Mere Christianity by C.S. Lewis

Week 6: Book I, Chapter 5 — We Have Cause to Be Uneasy

Read Book I, Chapter 5 of Mere Christianity ('We Have Cause to Be Uneasy').

Lewis closes Book I with a deliberately uncomfortable conclusion — and refuses to let us escape into easy comfort before we've faced the truth.

Discussion Questions

6 questions

1.Lewis says he has been 'putting the boot in' — deliberately making the reader feel the weight of the Moral Law's condemnation before offering any relief. Why does he think this sequence matters? What is wrong with offering comfort too soon?

2.He uses the analogy of a man in trouble with the police: Christianity doesn't make sense as 'good news' until you first understand the bad news. How has your own experience of the gospel been shaped — helped or hindered — by how clearly you've understood the 'bad news'?

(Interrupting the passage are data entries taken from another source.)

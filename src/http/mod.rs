//! HTTP pipeline: request model, decoration, transport, and token refresh

pub mod client;
pub mod decorator;
pub mod dispatcher;
pub mod locale;
pub mod refresh;
pub mod request;

#[cfg(test)]
pub mod fake;

pub use client::{AuthClient, AuthClientBuilder};
pub use decorator::RequestDecorator;
pub use dispatcher::{Dispatcher, ReqwestDispatcher};
pub use locale::Locale;
pub use refresh::{RefreshCoordinator, RefreshState};
pub use request::{ApiRequest, ApiResponse, Attempt};
use std::sync::Arc;

use tempfile::TempDir;
use unionsite::auth::store::{CredentialStore, FileBackend, StorageBackend};
use unionsite::auth::types::{LoginSession, TokenPair};

fn file_store(dir: &TempDir) -> CredentialStore {
    let backend = FileBackend::new_with_path(dir.path().join("credentials.json")).unwrap();
    CredentialStore::new(Arc::new(backend) as Arc<dyn StorageBackend>)
}

#[test]
fn test_session_survives_reopen() {
    let dir = TempDir::new().unwrap();
    let session: LoginSession = serde_json::from_value(serde_json::json!({
        "accessToken": "T1",
        "refreshToken": "R1",
        "user": { "id": "u1", "email": "a@b.c", "name": "Ann", "faculty": "Law" }
    }))
    .unwrap();

    file_store(&dir).save_session(&session).unwrap();

    let reopened = file_store(&dir);
    assert_eq!(reopened.access_token().unwrap().as_deref(), Some("T1"));
    assert_eq!(reopened.refresh_token().unwrap().as_deref(), Some("R1"));
    let user = reopened.user().unwrap().unwrap();
    assert_eq!(user.name, "Ann");
    assert_eq!(user.extra["faculty"], "Law");
}

#[test]
fn test_refreshed_tokens_keep_cached_user() {
    let dir = TempDir::new().unwrap();
    let store = file_store(&dir);
    store
        .save_user(&serde_json::from_value(serde_json::json!({"id": "u1", "email": "a@b.c"})).unwrap())
        .unwrap();
    store.save_tokens(&TokenPair::new("T2", "R2")).unwrap();

    let reopened = file_store(&dir);
    assert_eq!(reopened.access_token().unwrap().as_deref(), Some("T2"));
    assert_eq!(reopened.user().unwrap().unwrap().id, "u1");
}

#[test]
fn test_clear_removes_everything() {
    let dir = TempDir::new().unwrap();
    let store = file_store(&dir);
    store.save_tokens(&TokenPair::new("T1", "R1")).unwrap();

    store.clear().unwrap();

    let reopened = file_store(&dir);
    assert!(!reopened.has_credentials().unwrap());
    assert!(reopened.user().unwrap().is_none());
}
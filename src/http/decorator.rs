//! Outbound request decoration
//!
//! Every request leaves the process with two headers attached:
//!
//! - `Authorization: Bearer <accessToken>` -- omitted when no token is stored
//! - `Accept-Language: <locale>`          -- the currently selected language
//!
//! Decoration never fails. A missing token simply produces an
//! unauthenticated request, which the server answers with 401 and which then
//! takes the normal refresh path.

use reqwest::header::{HeaderValue, ACCEPT_LANGUAGE, AUTHORIZATION};

use crate::auth::store::CredentialStore;
use crate::http::locale::Locale;
use crate::http::request::ApiRequest;

/// Attaches credentials and locale to outbound requests.
///
/// # Examples
///
/// ```
/// use unionsite::auth::store::CredentialStore;
/// use unionsite::auth::types::TokenPair;
/// use unionsite::http::{ApiRequest, Locale, RequestDecorator};
///
/// let store = CredentialStore::in_memory();
/// store.save_tokens(&TokenPair::new("T1", "R1")).unwrap();
/// let decorator = RequestDecorator::new(store, Locale::new("vi"));
///
/// let decorated = decorator.decorate(&ApiRequest::get("/events"));
/// assert_eq!(decorated.bearer_token(), Some("T1"));
/// assert_eq!(decorated.headers["accept-language"], "vi");
/// ```
#[derive(Debug, Clone)]
pub struct RequestDecorator {
    store: CredentialStore,
    locale: Locale,
}

impl RequestDecorator {
    /// Creates a decorator reading from `store` and `locale`.
    pub fn new(store: CredentialStore, locale: Locale) -> Self {
        Self { store, locale }
    }

    /// The locale handle used for `Accept-Language`.
    pub fn locale(&self) -> &Locale {
        &self.locale
    }

    /// Returns a copy of `request` carrying the stored access token and the
    /// selected locale.
    pub fn decorate(&self, request: &ApiRequest) -> ApiRequest {
        let token = match self.store.access_token() {
            Ok(token) => token,
            Err(e) => {
                tracing::warn!(request_id = %request.id, "Could not read access token: {}", e);
                None
            }
        };
        self.decorate_with_token(request, token.as_deref())
    }

    /// Like [`decorate`](Self::decorate) but with an explicit token.
    ///
    /// Used for replays, which must carry exactly the token minted by the
    /// refresh that released them.
    pub fn decorate_with_token(&self, request: &ApiRequest, token: Option<&str>) -> ApiRequest {
        let mut decorated = self.decorate_anonymous(request);

        if let Some(token) = token {
            match HeaderValue::from_str(&format!("Bearer {}", token)) {
                Ok(mut value) => {
                    value.set_sensitive(true);
                    decorated.headers.insert(AUTHORIZATION, value);
                }
                Err(_) => {
                    tracing::warn!(
                        request_id = %request.id,
                        "Stored access token is not a valid header value; sending unauthenticated"
                    );
                }
            }
        }

        decorated
    }

    /// Returns a copy of `request` carrying only the locale header.
    ///
    /// Used for the refresh call, which authenticates with its body.
    pub fn decorate_anonymous(&self, request: &ApiRequest) -> ApiRequest {
        let mut decorated = request.clone();
        let locale = self.locale.current();
        match HeaderValue::from_str(&locale) {
            Ok(value) => {
                decorated.headers.insert(ACCEPT_LANGUAGE, value);
            }
            Err(_) => {
                tracing::warn!(locale = %locale, "Selected locale is not a valid header value");
            }
        }
        decorated
    }
}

3.Lewis summarizes what he's established in Book I: there is a Moral Law, we know it, and we break it. He says this puts humanity in a 'desperate position.' Do you feel the weight of that? Why or why not?

a.Is there a tendency in your own spirituality to rush past the bad news? What drives that tendency?

b.How does Lewis's approach compare to how Christianity is often presented in popular culture?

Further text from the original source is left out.